We conducted our audits in accordance with the standards of the Public Company Accounting Oversight Board (United States). Those standards require that we plan and perform the audit to obtain reasonable assurance about whether the financial statements and financial highlights are free of material misstatement. An audit includes examining, on a test basis, evidence supporting the amounts and disclosures in the financial statements. Our procedures included confirmation of securities owned as of December 31, 2011, by correspondence with the custodian. An audit also includes assessing the accounting principles used and significant estimates made by management, as well as evaluating the overall financial statement presentation. We believe that our audits provide a reasonable basis for our opinion.

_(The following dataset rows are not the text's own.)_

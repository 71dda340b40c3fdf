use std::collections::HashMap;

use proc_macro::TokenStream;
use proc_macro2::{Span, TokenStream as TokenStream2};
use quote::quote;
use syn::ext::IdentExt;
use syn::{DeriveInput, Type, WherePredicate, parse_macro_input, parse_quote};
use tagval_codegen::plan::Action;
use tagval_codegen::{
    FieldDescriptor, GeneratorConfig, NestingMode, PlanCompiler, RecordDescriptor, RustEmitter,
    Schema,
};

use crate::support::{attrs, diag, utils};

pub fn derive(input: TokenStream) -> TokenStream {
    let input = parse_macro_input!(input as DeriveInput);

    match expand(&input) {
        Ok(ts) => ts.into(),
        Err(e) => diag::to_compile_error(e),
    }
}

pub(crate) fn expand(input: &DeriveInput) -> syn::Result<TokenStream2> {
    let struct_name = &input.ident;
    let Described {
        record,
        spans,
        types,
    } = describe(input)?;

    // nested types are not visible to a derive; they validate themselves
    let schema = Schema::default();
    let locate = |field: &str| spans.get(field).copied();
    let plan = PlanCompiler::new(&schema)
        .with_nesting(NestingMode::Defer)
        .compile_record(&record)
        .map_err(|e| diag::compile_error(&e, locate, struct_name.span()))?;

    let mut generics = input.generics.clone();
    let body = match plan {
        Some(plan) => {
            if !generics.params.is_empty() {
                // generic nested fields must validate themselves
                let bounds: Vec<WherePredicate> = plan
                    .steps()
                    .iter()
                    .filter(|step| matches!(step.action, Action::Nested(_)))
                    .filter_map(|step| types.get(&step.field))
                    .map(|ty| parse_quote!(#ty: ::tagval_validator::Validate))
                    .collect();
                generics.make_where_clause().predicates.extend(bounds);
            }

            let config = GeneratorConfig::default();
            RustEmitter::new(&config)
                .emit_body(&plan)
                .map_err(|e| diag::compile_error(&e, locate, struct_name.span()))?
                .parse::<TokenStream2>()
                .map_err(|e| {
                    syn::Error::new(struct_name.span(), format!("generated validator: {e}"))
                })?
        }
        None => quote! { ::tagval_validator::ValidationResult::success() },
    };

    let (impl_generics, ty_generics, where_clause) = generics.split_for_impl();

    Ok(quote! {
        #[automatically_derived]
        impl #impl_generics ::tagval_validator::Validate for #struct_name #ty_generics #where_clause {
            fn validate(&self) -> ::tagval_validator::ValidationResult {
                #body
            }
        }
    })
}

/// A struct as the plan compiler sees it.
struct Described {
    record: RecordDescriptor,
    /// Span of each field's tag, for diagnostics.
    spans: HashMap<String, Span>,
    types: HashMap<String, Type>,
}

fn describe(input: &DeriveInput) -> syn::Result<Described> {
    let fields = utils::require_named_fields(input)?;
    let mut record = RecordDescriptor::new(input.ident.unraw().to_string(), "");
    let mut spans = HashMap::new();
    let mut types = HashMap::new();

    for field in &fields.named {
        let Some(ident) = &field.ident else {
            continue;
        };
        let args = attrs::parse_attrs(&field.attrs, "tagval")?;
        args.allow_only(&["skip"], &["tag"])?;
        if args.has_flag("skip") {
            continue;
        }

        let name = ident.unraw().to_string();
        let tag = match args.tag() {
            Some((tag, span)) => {
                spans.insert(name.clone(), span);
                tag
            }
            None => {
                spans.insert(name.clone(), ident.span());
                String::new()
            }
        };

        types.insert(name.clone(), field.ty.clone());
        record.fields.push(
            FieldDescriptor::new(name, utils::infer_kind(&field.ty), tag)
                .with_type_name(utils::type_name(&field.ty)),
        );
    }

    Ok(Described {
        record,
        spans,
        types,
    })
}

#[cfg(test)]
mod tests {
    use super::*;
    use pretty_assertions::assert_eq;
    use tagval_codegen::FieldKind;

    fn foo() -> DeriveInput {
        parse_quote! {
            struct FooStruct {
                #[tagval("req")]
                name: String,
                #[tagval("req,email")]
                email: String,
                #[tagval("min(3),max(11)")]
                password: String,
                #[tagval("req,equals(password)")]
                confirm_pass: String,
                #[tagval("min(18),max(65)")]
                age: i32,
                #[tagval("obj")]
                sub: BarSubStruct,
                note: String,
            }
        }
    }

    #[test]
    fn describes_fields_in_order() {
        let record = describe(&foo()).unwrap().record;
        let summary: Vec<(&str, FieldKind, &str)> = record
            .fields
            .iter()
            .map(|f| (f.name.as_str(), f.kind, f.tag.as_str()))
            .collect();
        assert_eq!(
            summary,
            vec![
                ("name", FieldKind::Text, "req"),
                ("email", FieldKind::Text, "req,email"),
                ("password", FieldKind::Text, "min(3),max(11)"),
                ("confirm_pass", FieldKind::Text, "req,equals(password)"),
                ("age", FieldKind::Integer, "min(18),max(65)"),
                ("sub", FieldKind::NestedRecord, "obj"),
                ("note", FieldKind::Text, ""),
            ]
        );
        assert_eq!(record.fields[5].type_name, "BarSubStruct");
    }

    #[test]
    fn body_matches_manifest_generation() {
        let derived = expand(&foo()).unwrap();

        // the same record described by a manifest, with its nested record resolved
        let schema = Schema::new([
            RecordDescriptor::new("FooStruct", "tests")
                .with_field(FieldDescriptor::new("name", FieldKind::Text, "req"))
                .with_field(FieldDescriptor::new("email", FieldKind::Text, "req,email"))
                .with_field(FieldDescriptor::new(
                    "password",
                    FieldKind::Text,
                    "min(3),max(11)",
                ))
                .with_field(FieldDescriptor::new(
                    "confirm_pass",
                    FieldKind::Text,
                    "req,equals(password)",
                ))
                .with_field(FieldDescriptor::new("age", FieldKind::Integer, "min(18),max(65)"))
                .with_field(FieldDescriptor::nested("sub", "BarSubStruct", "obj")),
            RecordDescriptor::new("BarSubStruct", "tests")
                .with_field(FieldDescriptor::new("ip", FieldKind::Text, "req,ip")),
        ]);
        let plan = PlanCompiler::new(&schema)
            .compile("FooStruct")
            .unwrap()
            .unwrap();
        let config = GeneratorConfig::default();
        let body: TokenStream2 = RustEmitter::new(&config)
            .emit_body(&plan)
            .unwrap()
            .parse()
            .unwrap();

        let expected = quote! {
            #[automatically_derived]
            impl ::tagval_validator::Validate for FooStruct {
                fn validate(&self) -> ::tagval_validator::ValidationResult {
                    #body
                }
            }
        };
        assert_eq!(derived.to_string(), expected.to_string());
    }

    #[test]
    fn untagged_struct_always_passes() {
        let input: DeriveInput = parse_quote! {
            struct Plain {
                note: String,
            }
        };
        let derived = expand(&input).unwrap().to_string();
        assert!(derived.contains("ValidationResult :: success ()"), "{derived}");
        assert!(!derived.contains("result"), "{derived}");
    }

    #[test]
    fn skipped_fields_are_not_described() {
        let input: DeriveInput = parse_quote! {
            struct S {
                #[tagval(skip)]
                cache: String,
                #[tagval("req")]
                name: String,
            }
        };
        let record = describe(&input).unwrap().record;
        assert_eq!(record.fields.len(), 1);
        assert_eq!(record.fields[0].name, "name");
    }

    #[test]
    fn raw_identifiers_are_unescaped() {
        let input: DeriveInput = parse_quote! {
            struct Item {
                #[tagval("req")]
                r#type: String,
            }
        };
        let record = describe(&input).unwrap().record;
        assert_eq!(record.fields[0].name, "type");
        let derived = expand(&input).unwrap().to_string();
        assert!(derived.contains("r#type"), "{derived}");
    }

    #[test]
    fn generics_are_carried_over() {
        let input: DeriveInput = parse_quote! {
            struct Wrapper<T: Clone> {
                #[tagval("obj")]
                inner: T,
            }
        };
        let derived = expand(&input).unwrap().to_string();
        assert!(derived.contains("impl < T : Clone >"), "{derived}");
        assert!(derived.contains("for Wrapper < T >"), "{derived}");
        assert!(
            derived.contains("where T : :: tagval_validator :: Validate"),
            "{derived}"
        );
    }

    #[test]
    fn malformed_tag_is_reported() {
        let input: DeriveInput = parse_quote! {
            struct S {
                #[tagval("min(")]
                age: u32,
            }
        };
        let error = expand(&input).unwrap_err().to_string();
        assert!(error.contains("malformed tag on field `age`"), "{error}");
    }

    #[test]
    fn unsupported_rule_is_reported() {
        let input: DeriveInput = parse_quote! {
            struct S {
                #[tagval("email")]
                age: u32,
            }
        };
        let error = expand(&input).unwrap_err().to_string();
        assert!(error.contains("`email`") && error.contains("integer"), "{error}");
    }

    #[test]
    fn equals_needs_an_existing_sibling() {
        let input: DeriveInput = parse_quote! {
            struct S {
                #[tagval("equals(missing)")]
                confirm: String,
            }
        };
        let error = expand(&input).unwrap_err().to_string();
        assert!(error.contains("names no field"), "{error}");
    }

    #[test]
    fn non_numeric_bound_is_reported() {
        let input: DeriveInput = parse_quote! {
            struct S {
                #[tagval("min(ten)")]
                count: u8,
            }
        };
        let error = expand(&input).unwrap_err().to_string();
        assert!(error.contains("expects an integer"), "{error}");
    }

    #[test]
    fn bound_outside_the_field_type_is_reported() {
        let input: DeriveInput = parse_quote! {
            struct S {
                #[tagval("min(-1)")]
                age: u8,
            }
        };
        let error = expand(&input).unwrap_err().to_string();
        assert!(error.contains("`min(-1)`") && error.contains("`u8`"), "{error}");

        let input: DeriveInput = parse_quote! {
            struct S {
                #[tagval("max(300)")]
                age: u8,
            }
        };
        let error = expand(&input).unwrap_err().to_string();
        assert!(error.contains("out of range for `u8`"), "{error}");
    }

    #[test]
    fn bound_at_the_type_limit_is_accepted() {
        let input: DeriveInput = parse_quote! {
            struct S {
                #[tagval("min(0),max(255)")]
                age: u8,
            }
        };
        let derived = expand(&input).unwrap().to_string();
        assert!(derived.contains("is_less_than (\"age\" , self . age , 255)"), "{derived}");
    }

    #[test]
    fn equals_across_integer_widths_is_reported() {
        let input: DeriveInput = parse_quote! {
            struct S {
                age: u8,
                #[tagval("equals(age)")]
                other: u16,
            }
        };
        let error = expand(&input).unwrap_err().to_string();
        assert!(error.contains("`u16`") && error.contains("`u8`"), "{error}");
    }

    #[test]
    fn equals_between_string_and_str_is_reported() {
        let input: DeriveInput = parse_quote! {
            struct S<'a> {
                name: &'a str,
                #[tagval("equals(name)")]
                copy: String,
            }
        };
        assert!(expand(&input).is_err());
    }

    #[test]
    fn enums_are_rejected() {
        let input: DeriveInput = parse_quote! {
            enum E { A }
        };
        assert!(expand(&input).is_err());
    }
}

In our opinion, the financial statements and financial highlights referred to above present fairly, in all material respects, the financial position of Clipper Fund, Inc. as of December 31, 2011, the results of its operations for the year then ended, the changes in its net assets for each of the years in the two-year period then ended, and the financial highlights for each of the years in the five-year period then ended, in conformity with U.S. generally accepted accounting principles.
KPMG LLP
Denver, Colorado
February 21, 2012
Federal Income Tax Information (Unaudited)
In early 2012, shareholders will receive information regarding all dividends and distributions paid to them by the Fund during the calendar year 2011. Regulations of the U.S. Treasury Department require the Fund to report this information to the Internal Revenue Service.
The information and distributions reported herein may differ from the information reported as distributions taxable to certain shareholders for the calendar year 2011 with their 2011 Form 1099-DIV.
During the calendar year 2011, $14,384,000 of dividends paid by the Fund constituted income dividends for federal income tax purposes. The Fund designates $14,384,000 or 100% as income qualifying for the corporate dividends-received deduction.
For the calendar year 2011, certain dividends paid by the Fund constitute qualified dividend income for federal income tax purposes. The Fund designates $14,384,000 or 100% as qualified dividend income.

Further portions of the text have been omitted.